All lines in the data that hold the word "Exported" need copying.

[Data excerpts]
*****

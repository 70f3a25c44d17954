//! CLI runner - executes commands

use crate::bench::{phase, run_benchmark, PhaseTimer};
use crate::cli::commands::{Cli, Commands, OutputFormat};
use crate::config::{load_dotenv, BenchConfig};
use crate::database::DatabaseEngine;
use crate::error::{Result, ResultExt};
use serde_json::{json, Value};
use std::path::PathBuf;

/// CLI runner
pub struct Runner {
    cli: Cli,
}

impl Runner {
    /// Create a new runner
    pub fn new(cli: Cli) -> Self {
        Self { cli }
    }

    /// Run the CLI command
    pub async fn run(&self) -> Result<()> {
        match &self.cli.command {
            Commands::Check {
                sample_query,
                sample_rows,
            } => self.check(sample_query.as_deref(), *sample_rows),
            Commands::Run {
                query,
                output,
                destination,
                key,
                skip_upload,
            } => {
                let overrides = RunOverrides {
                    query: query.clone(),
                    output: output.clone(),
                    destination: destination.clone(),
                    key: key.clone(),
                };
                self.run_bench(overrides, *skip_upload).await
            }
        }
    }

    /// Load configuration: env file, then YAML file, then environment variables
    fn load_config(&self) -> Result<BenchConfig> {
        load_dotenv(self.cli.env_file.as_deref())?;

        let mut config = match &self.cli.config {
            Some(path) => BenchConfig::from_yaml_file(path)?,
            None => BenchConfig::default(),
        };
        config.apply_env()?;
        Ok(config)
    }

    /// Check database connection
    fn check(&self, sample_query: Option<&str>, sample_rows: usize) -> Result<()> {
        let config = self.load_config()?;
        let kind = config.database.kind;

        self.output_message(&json!({
            "type": "LOG",
            "log": {
                "level": "INFO",
                "message": format!("Checking connection to {kind} database")
            }
        }));

        let mut timer = PhaseTimer::new();
        let connected = timer.time(phase::CONNECT, || {
            let engine = DatabaseEngine::new(kind, &config.database.connection)?;
            engine.check_connection()?;
            Ok(engine)
        });

        let engine = match connected {
            Ok(engine) => {
                self.output_message(&json!({
                    "type": "CONNECTION_STATUS",
                    "connectionStatus": {
                        "status": "SUCCEEDED",
                        "message": format!("Connected to {}", engine.connection_info()),
                        "duration_ms": timer.get(phase::CONNECT)
                    }
                }));
                engine
            }
            Err(e) => {
                self.output_message(&json!({
                    "type": "CONNECTION_STATUS",
                    "connectionStatus": {
                        "status": "FAILED",
                        "message": format!("Connection check failed: {e}")
                    }
                }));
                return Err(e);
            }
        };

        let query = match sample_query {
            Some(q) => q.to_string(),
            None => config.query()?.to_string(),
        };
        let (columns, rows) = engine
            .sample(&query, sample_rows)
            .context("Sample query failed")?;

        self.output_message(&json!({
            "type": "SAMPLE",
            "sample": {
                "query": query,
                "columns": columns,
                "rows": rows
            }
        }));

        Ok(())
    }

    /// Run the benchmark and print its report
    async fn run_bench(&self, overrides: RunOverrides, skip_upload: bool) -> Result<()> {
        let mut config = self.load_config()?;
        overrides.apply(&mut config);

        let report = run_benchmark(&config, skip_upload).await?;

        self.output_message(&json!({
            "type": "BENCH_REPORT",
            "report": report
        }));

        Ok(())
    }

    /// Output a message
    fn output_message(&self, msg: &Value) {
        match self.cli.format {
            OutputFormat::Json => {
                println!("{}", serde_json::to_string(msg).unwrap_or_default());
            }
            OutputFormat::Pretty => {
                println!("{}", serde_json::to_string_pretty(msg).unwrap_or_default());
            }
        }
    }
}

/// `run` flags that take precedence over file and environment config
#[derive(Debug, Default)]
struct RunOverrides {
    query: Option<String>,
    output: Option<PathBuf>,
    destination: Option<String>,
    key: Option<String>,
}

impl RunOverrides {
    fn apply(self, config: &mut BenchConfig) {
        if let Some(query) = self.query {
            config.query = Some(query);
        }
        if let Some(output) = self.output {
            config.output = output;
        }
        if let Some(destination) = self.destination {
            config.destination = Some(destination);
        }
        if let Some(key) = self.key {
            config.key = Some(key);
        }
    }
}
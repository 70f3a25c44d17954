//! Database integration tests with real PostgreSQL
//!
//! These tests require a live PostgreSQL database.
//! Set POSTGRES_TEST_URL environment variable to run.

use warehouse_bench::config::{BenchConfig, DatabaseConfig, DatabaseConnectionDef, DatabaseKind};
use warehouse_bench::database::DatabaseEngine;
use warehouse_bench::{export_to_csv, run_benchmark};

/// Get test connection string from environment or skip
fn get_test_connection() -> Option<String> {
    std::env::var("POSTGRES_TEST_URL").ok()
}

fn connection(conn_str: String) -> DatabaseConnectionDef {
    DatabaseConnectionDef {
        connection_string: Some(conn_str),
        ..DatabaseConnectionDef::default()
    }
}

const SERIES_QUERY: &str = "SELECT * FROM postgres_query('source_db', \
     'SELECT g AS id, md5(g::text) AS name, NULLIF(g % 10, 0) AS bucket \
      FROM generate_series(1, 1000) g ORDER BY g')";

#[test]
fn test_postgres_connection() {
    let Some(conn_str) = get_test_connection() else {
        println!("Skipping: POSTGRES_TEST_URL not set");
        return;
    };

    let engine = DatabaseEngine::new(DatabaseKind::Postgres, &connection(conn_str));

    assert!(
        engine.is_ok(),
        "Failed to create engine: {:?}",
        engine.err()
    );

    let engine = engine.unwrap();
    let check = engine.check_connection();
    assert!(check.is_ok(), "Connection check failed: {:?}", check.err());
    assert!(!engine.connection_info().is_empty());

    println!("Connection check passed!");
}

#[test]
fn test_postgres_export_to_csv() {
    let Some(conn_str) = get_test_connection() else {
        println!("Skipping: POSTGRES_TEST_URL not set");
        return;
    };

    let engine = DatabaseEngine::new(DatabaseKind::Postgres, &connection(conn_str)).unwrap();
    let dir = tempfile::tempdir().unwrap();
    let path = dir.path().join("series.csv");

    let summary = engine
        .with_cursor(SERIES_QUERY, |cursor| export_to_csv(cursor, &path))
        .unwrap();

    assert_eq!(summary.rows, 1000);
    assert_eq!(summary.columns, vec!["id", "name", "bucket"]);

    let content = std::fs::read_to_string(&path).unwrap();
    let lines: Vec<&str> = content.lines().collect();
    assert_eq!(lines.len(), 1001);
    assert_eq!(lines[0], "id,name,bucket");
    assert!(lines[1].starts_with("1,"));
    // Every tenth row has a null bucket
    assert!(lines[10].ends_with(','));

    println!("Exported {} rows to {}", summary.rows, path.display());
}

#[tokio::test]
async fn test_postgres_benchmark_to_local_destination() {
    let Some(conn_str) = get_test_connection() else {
        println!("Skipping: POSTGRES_TEST_URL not set");
        return;
    };

    let dir = tempfile::tempdir().unwrap();
    let uploads = dir.path().join("uploads");
    let config = BenchConfig {
        database: DatabaseConfig {
            kind: DatabaseKind::Postgres,
            connection: connection(conn_str),
        },
        query: Some(SERIES_QUERY.to_string()),
        output: dir.path().join("series.csv"),
        destination: Some(uploads.to_string_lossy().into_owned()),
        key: Some("series.csv".to_string()),
        ..BenchConfig::default()
    };

    let report = run_benchmark(&config, false).await.unwrap();

    assert_eq!(report.rows, 1000);
    assert_eq!(report.phases.len(), 3);
    assert_eq!(
        std::fs::read(uploads.join("series.csv")).unwrap(),
        std::fs::read(dir.path().join("series.csv")).unwrap()
    );

    println!("{}", serde_json::to_string_pretty(&report).unwrap());
}
//! Phase timing and the benchmark report
//!
//! [`run_benchmark`] is the whole benchmark: connect, stream the query result
//! into a CSV file, upload the file, timing each phase.

use crate::config::BenchConfig;
use crate::database::DatabaseEngine;
use crate::error::{Error, Result};
use crate::output::{CloudDestination, CsvExporter, CsvWriterConfig};
use serde::Serialize;
use std::future::Future;
use std::time::{Duration, Instant};

/// Phase names used by the runner
pub mod phase {
    pub const CONNECT: &str = "connect";
    pub const QUERY_EXPORT: &str = "query_export";
    pub const UPLOAD: &str = "upload";
}

/// Wall-clock duration of one phase
#[derive(Debug, Clone, PartialEq, Serialize)]
pub struct PhaseTiming {
    pub phase: String,
    pub duration_ms: f64,
    pub succeeded: bool,
}

/// Records named phases in the order they run
#[derive(Debug, Default)]
pub struct PhaseTimer {
    phases: Vec<PhaseTiming>,
}

impl PhaseTimer {
    pub fn new() -> Self {
        Self::default()
    }

    /// Time a synchronous phase
    ///
    /// The duration is recorded whether `f` succeeds or fails.
    pub fn time<T, F>(&mut self, name: &str, f: F) -> Result<T>
    where
        F: FnOnce() -> Result<T>,
    {
        let start = Instant::now();
        let result = f();
        self.record(name, start.elapsed(), result.is_ok());
        result
    }

    /// Time an asynchronous phase
    pub async fn time_async<T, Fut>(&mut self, name: &str, fut: Fut) -> Result<T>
    where
        Fut: Future<Output = Result<T>>,
    {
        let start = Instant::now();
        let result = fut.await;
        self.record(name, start.elapsed(), result.is_ok());
        result
    }

    /// Record an externally measured phase
    pub fn record(&mut self, name: &str, elapsed: Duration, succeeded: bool) {
        let duration_ms = elapsed.as_nanos() as f64 / 1_000_000.0;
        if succeeded {
            tracing::info!(phase = name, duration_ms, "Phase completed");
        } else {
            tracing::warn!(phase = name, duration_ms, "Phase failed");
        }
        self.phases.push(PhaseTiming {
            phase: name.to_string(),
            duration_ms,
            succeeded,
        });
    }

    pub fn phases(&self) -> &[PhaseTiming] {
        &self.phases
    }

    /// Duration of a recorded phase, if it ran
    pub fn get(&self, name: &str) -> Option<f64> {
        self.phases
            .iter()
            .find(|p| p.phase == name)
            .map(|p| p.duration_ms)
    }

    /// Sum of all recorded phases in milliseconds
    pub fn total_ms(&self) -> f64 {
        self.phases.iter().map(|p| p.duration_ms).sum()
    }
}

/// Summary printed at the end of `run`
#[derive(Debug, Clone, Serialize)]
pub struct BenchReport {
    pub query: String,
    pub rows: usize,
    pub columns: Vec<String>,
    pub output: String,
    #[serde(skip_serializing_if = "Option::is_none")]
    pub uploaded_to: Option<String>,
    pub phases: Vec<PhaseTiming>,
    pub total_ms: f64,
}

impl BenchReport {
    pub fn new(query: impl Into<String>, timer: &PhaseTimer) -> Self {
        Self {
            query: query.into(),
            rows: 0,
            columns: Vec::new(),
            output: String::new(),
            uploaded_to: None,
            phases: timer.phases().to_vec(),
            total_ms: timer.total_ms(),
        }
    }
}

/// Resolve the upload destination from config
///
/// A destination URL wins over a bare bucket name.
pub fn resolve_destination(config: &BenchConfig) -> Result<CloudDestination> {
    if let Some(url) = config.destination.as_deref() {
        return CloudDestination::parse(url);
    }
    if let Some(bucket) = config.bucket.as_deref() {
        return CloudDestination::s3(bucket, config.region.as_deref());
    }
    Err(Error::config(
        "No upload destination: set destination or bucket, or skip the upload",
    ))
}

/// Run the benchmark described by `config`
///
/// Fails on the first phase that fails; the CSV file written so far is left
/// in place.
pub async fn run_benchmark(config: &BenchConfig, skip_upload: bool) -> Result<BenchReport> {
    let query = config.query()?.to_string();
    let destination = if skip_upload {
        None
    } else {
        Some(resolve_destination(config)?)
    };

    let mut timer = PhaseTimer::new();

    let engine = timer.time(phase::CONNECT, || {
        let engine = DatabaseEngine::new(config.database.kind, &config.database.connection)?;
        engine.check_connection()?;
        Ok(engine)
    })?;
    tracing::info!("Connected to {}", engine.connection_info());

    let exporter = CsvExporter::new(CsvWriterConfig::default());
    let summary = timer.time(phase::QUERY_EXPORT, || {
        engine.with_cursor(&query, |cursor| exporter.export(cursor, &config.output))
    })?;
    tracing::info!(
        rows = summary.rows,
        "Exported {} columns to {}",
        summary.columns.len(),
        summary.path.display()
    );

    let uploaded_to = match destination {
        Some(destination) => {
            let key = config.upload_key();
            let location = timer
                .time_async(phase::UPLOAD, destination.upload_file(&summary.path, &key))
                .await?;
            Some(location)
        }
        None => {
            tracing::info!("Upload skipped");
            None
        }
    };

    let mut report = BenchReport::new(query, &timer);
    report.rows = summary.rows;
    report.columns = summary.columns;
    report.output = summary.path.display().to_string();
    report.uploaded_to = uploaded_to;
    Ok(report)
}
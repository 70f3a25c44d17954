//! # warehouse-bench
//!
//! Benchmarks a warehouse export: run a query, stream the result set into a
//! CSV file with a header row, upload the file to object storage, and time
//! each phase.
//!
//! ## Quick Start
//!
//! ```rust,ignore
//! use warehouse_bench::{run_benchmark, BenchConfig, Result};
//!
//! #[tokio::main]
//! async fn main() -> Result<()> {
//!     let mut config = BenchConfig::from_env()?;
//!     config.query = Some("SELECT * FROM source_db.public.nation".into());
//!     config.destination = Some("s3://bench-results/runs".into());
//!
//!     let report = run_benchmark(&config, false).await?;
//!     println!("{} rows in {:.1} ms", report.rows, report.total_ms);
//!     Ok(())
//! }
//! ```
//!
//! ## Architecture
//!
//! ```text
//! ┌─────────────────────────────────────────────────────────────────┐
//! │                          Runner (cli)                           │
//! │  config → connect → query/export → upload → report              │
//! └─────────────────────────────────────────────────────────────────┘
//!                                │
//! ┌──────────────┬───────────────┴───────────────┬──────────────────┐
//! │   Database   │            Output             │      Bench       │
//! ├──────────────┼───────────────────────────────┼──────────────────┤
//! │ DuckDB       │ ResultCursor → CSV exporter   │ PhaseTimer       │
//! │ ATTACH pg,   │ CloudDestination (S3, R2,     │ BenchReport      │
//! │ mysql, sqlite│ GCS, Azure, local)            │                  │
//! └──────────────┴───────────────────────────────┴──────────────────┘
//! ```

#![warn(clippy::all)]
#![warn(clippy::pedantic)]
#![allow(clippy::module_name_repetitions)]
#![allow(clippy::must_use_candidate)]
#![allow(clippy::missing_errors_doc)]
#![allow(clippy::missing_panics_doc)]
#![allow(clippy::doc_markdown)]

// ============================================================================
// Module declarations
// ============================================================================

/// Error types
pub mod error;

/// Cell values and records
pub mod types;

/// Configuration from YAML, environment and `.env`
pub mod config;

/// CSV export and object storage upload
pub mod output;

/// Database connector support via DuckDB
pub mod database;

/// Phase timing and reporting
pub mod bench;

/// Command-line interface
pub mod cli;

// ============================================================================
// Re-exports
// ============================================================================

pub use bench::{run_benchmark, BenchReport, PhaseTimer};
pub use config::BenchConfig;
pub use error::{Error, Result};
pub use output::{export_to_csv, CsvExporter, ResultCursor};
pub use types::*;

/// Crate version
pub const VERSION: &str = env!("CARGO_PKG_VERSION");

/// Crate name
pub const NAME: &str = env!("CARGO_PKG_NAME");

*****

Response to the task:
    println!("Exported {} rows to {}", summary.rows, path.display());
        "Exported {} columns to {}",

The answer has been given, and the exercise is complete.